//! Child process launch and merged output capture.
//!
//! A [`ChildProcessLauncher`] owns exactly one OS process for its lifetime.
//! It is single-use: once started it never spawns again, and a second
//! `start` hands back another subscription to the same stream. Replace the
//! launcher, don't reuse it, for a subsequent run.

use std::process::Stdio;
use std::sync::{Arc, Mutex};
use std::time::Duration;

use tokio::io::{AsyncRead, AsyncBufReadExt, BufReader};
use tokio::process::Command;
use tokio::sync::{mpsc, watch};

use stackwatch_core::{Error, ExitOutcome, LaunchSpec, OutputLine, Result};

/// One event on the merged output stream. `Line` events carry every line
/// of stdout and stderr as soon as its newline is observed; `Exited` is the
/// single terminal event, sent only after both pipes have drained.
#[derive(Debug, Clone)]
pub enum OutputEvent {
	Line(OutputLine),
	Exited(ExitOutcome),
}

type Subscribers = Mutex<Vec<mpsc::UnboundedSender<OutputEvent>>>;

struct Inner {
	started: bool,
	stopping: bool,
	pid: Option<u32>,
	command_line: Option<String>,
}

pub struct ChildProcessLauncher {
	term_grace: Duration,
	kill_join: Duration,
	subscribers: Arc<Subscribers>,
	exit_tx: Arc<watch::Sender<Option<ExitOutcome>>>,
	exit_rx: watch::Receiver<Option<ExitOutcome>>,
	inner: Arc<Mutex<Inner>>,
}

impl ChildProcessLauncher {
	/// `term_grace` bounds the cooperating-shutdown window after SIGTERM;
	/// `kill_join` bounds the join after the SIGKILL fallback.
	pub fn new(term_grace: Duration, kill_join: Duration) -> Self {
		let (exit_tx, exit_rx) = watch::channel(None);
		Self {
			term_grace,
			kill_join,
			subscribers: Arc::new(Mutex::new(Vec::new())),
			exit_tx: Arc::new(exit_tx),
			exit_rx,
			inner: Arc::new(Mutex::new(Inner {
				started: false,
				stopping: false,
				pid: None,
				command_line: None,
			})),
		}
	}

	/// Spawn the process and return a subscription to its merged output.
	///
	/// Mutually exclusive with itself: a second call while already started
	/// spawns nothing and returns another receiver for the existing stream.
	/// Each subscription is an unbounded queue, so a slow consumer buffers
	/// instead of missing lines. Subscribers see only events sent after they
	/// subscribe, so attach any additional consumers via
	/// [`subscribe`](Self::subscribe) before the first call.
	pub fn start(&self, spec: &LaunchSpec) -> Result<mpsc::UnboundedReceiver<OutputEvent>> {
		let mut inner = self.inner.lock().expect("launcher lock");
		if inner.started {
			return Ok(self.subscribe());
		}

		// subscribe before the pumps can run so the caller misses nothing
		let receiver = self.subscribe();

		let mut cmd = Command::new(&spec.program);
		cmd.args(&spec.args)
			.stdin(Stdio::null())
			.stdout(Stdio::piped())
			.stderr(Stdio::piped())
			.process_group(0);
		for (key, val) in &spec.env {
			cmd.env(key, val);
		}

		let mut child = cmd.spawn().map_err(|e| Error::Launch {
			command: spec.command_line(),
			source: e,
		})?;

		inner.started = true;
		inner.pid = child.id();
		inner.command_line = Some(spec.command_line());
		tracing::info!(pid = ?inner.pid, command = %spec.command_line(), "spawned");

		let stdout = child.stdout.take().expect("stdout was piped");
		let stderr = child.stderr.take().expect("stderr was piped");

		let out_pump = tokio::spawn(pump_lines(stdout, false, Arc::clone(&self.subscribers)));
		let err_pump = tokio::spawn(pump_lines(stderr, true, Arc::clone(&self.subscribers)));

		let subscribers = Arc::clone(&self.subscribers);
		let exit_tx = Arc::clone(&self.exit_tx);
		let shared = Arc::clone(&self.inner);
		tokio::spawn(async move {
			let status = child.wait().await;

			// drain both pipes so every line precedes the terminal event
			let _ = out_pump.await;
			let _ = err_pump.await;

			let outcome = match status {
				Ok(status) => {
					let stopping = shared.lock().expect("launcher lock").stopping;
					if stopping && stop_accounts_for(&status) {
						ExitOutcome::cancelled()
					} else {
						ExitOutcome::from_code(exit_code_of(&status))
					}
				}
				Err(e) => {
					tracing::error!("wait on child failed: {}", e);
					ExitOutcome::from_code(-1)
				}
			};

			let _ = exit_tx.send(Some(outcome));
			fan_out(&subscribers, OutputEvent::Exited(outcome));
		});

		Ok(receiver)
	}

	/// Attach another consumer to the merged stream. The queue is unbounded:
	/// every event from this point on is delivered, however slowly it reads.
	pub fn subscribe(&self) -> mpsc::UnboundedReceiver<OutputEvent> {
		let (tx, rx) = mpsc::unbounded_channel();
		self.subscribers.lock().expect("subscriber lock").push(tx);
		rx
	}

	pub fn pid(&self) -> Option<u32> {
		self.inner.lock().expect("launcher lock").pid
	}

	/// Command line of the spawned process, for diagnostics.
	pub fn command_line(&self) -> String {
		self.inner
			.lock()
			.expect("launcher lock")
			.command_line
			.clone()
			.unwrap_or_default()
	}

	/// Exit outcome, readable any time after the stream terminated.
	pub fn last_exit(&self) -> Option<ExitOutcome> {
		*self.exit_rx.borrow()
	}

	pub fn is_running(&self) -> bool {
		self.inner.lock().expect("launcher lock").started && self.last_exit().is_none()
	}

	/// Block until the process has exited and return how.
	pub async fn wait_exited(&self) -> ExitOutcome {
		let mut rx = self.exit_rx.clone();
		loop {
			if let Some(outcome) = *rx.borrow() {
				return outcome;
			}
			if rx.changed().await.is_err() {
				// sender lives inside self, so this is unreachable while
				// the launcher exists; report a dead run if it happens
				return ExitOutcome::from_code(-1);
			}
		}
	}

	/// Shut the process down: SIGTERM to its process group, bounded by the
	/// grace window, then SIGKILL with a short join. No-op when nothing is
	/// running; callable any number of times.
	pub async fn stop(&self) {
		let pid = {
			let mut inner = self.inner.lock().expect("launcher lock");
			if !inner.started || self.exit_rx.borrow().is_some() {
				return;
			}
			inner.stopping = true;
			inner.pid
		};
		let Some(pid) = pid else { return };

		tracing::info!(pid, "stopping: sending SIGTERM");
		kill_group(pid, nix::sys::signal::Signal::SIGTERM);
		if self.exited_within(self.term_grace).await {
			return;
		}

		tracing::warn!(pid, "did not exit within grace window, sending SIGKILL");
		kill_group(pid, nix::sys::signal::Signal::SIGKILL);
		if !self.exited_within(self.kill_join).await {
			tracing::error!(pid, "process survived SIGKILL join window");
		}
	}

	async fn exited_within(&self, window: Duration) -> bool {
		let mut rx = self.exit_rx.clone();
		tokio::time::timeout(window, async move {
			loop {
				if rx.borrow().is_some() {
					return;
				}
				if rx.changed().await.is_err() {
					return;
				}
			}
		})
		.await
		.is_ok()
	}
}

impl Drop for ChildProcessLauncher {
	fn drop(&mut self) {
		let inner = self.inner.lock().expect("launcher lock");
		if inner.started && self.exit_rx.borrow().is_none() {
			if let Some(pid) = inner.pid {
				kill_group(pid, nix::sys::signal::Signal::SIGKILL);
			}
		}
	}
}

/// Deliver one event to every live subscriber. The lock is held across the
/// whole pass so all subscribers observe the same interleaving; unbounded
/// sends never block, and a dropped receiver is pruned here.
fn fan_out(subscribers: &Subscribers, event: OutputEvent) {
	let mut subs = subscribers.lock().expect("subscriber lock");
	subs.retain(|tx| tx.send(event.clone()).is_ok());
}

async fn pump_lines<R: AsyncRead + Unpin>(
	reader: R,
	is_error: bool,
	subscribers: Arc<Subscribers>,
) {
	let mut lines = BufReader::new(reader).lines();
	loop {
		match lines.next_line().await {
			Ok(Some(text)) => {
				let line = OutputLine { is_error, text: Some(text) };
				fan_out(&subscribers, OutputEvent::Line(line));
			}
			Ok(None) => break,
			Err(e) => {
				tracing::debug!(is_error, "output pump ended: {}", e);
				break;
			}
		}
	}
}

fn exit_code_of(status: &std::process::ExitStatus) -> i32 {
	use std::os::unix::process::ExitStatusExt;
	match status.code() {
		Some(code) => code,
		None => status.signal().map(|s| 128 + s).unwrap_or(-1),
	}
}

/// Whether an exit during a stop is one our own signals account for: killed
/// by SIGTERM/SIGKILL, or a clean cooperating exit. A child that dies of an
/// unrelated error inside the stop window keeps its real exit code.
fn stop_accounts_for(status: &std::process::ExitStatus) -> bool {
	use std::os::unix::process::ExitStatusExt;
	use nix::sys::signal::Signal;
	match status.signal() {
		Some(sig) => sig == Signal::SIGTERM as i32 || sig == Signal::SIGKILL as i32,
		None => status.code() == Some(0),
	}
}

/// The child is spawned in its own process group, so its pid doubles as the
/// pgid and the whole tree gets the signal.
fn kill_group(pid: u32, signal: nix::sys::signal::Signal) {
	let _ = nix::sys::signal::killpg(nix::unistd::Pid::from_raw(pid as i32), signal);
}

········

What the task asks: Which lines above include the word "bounds"? Show each one.

Response area:
	/// `term_grace` bounds the cooperating-shutdown window after SIGTERM;
	/// `kill_join` bounds the join after the SIGKILL fallback.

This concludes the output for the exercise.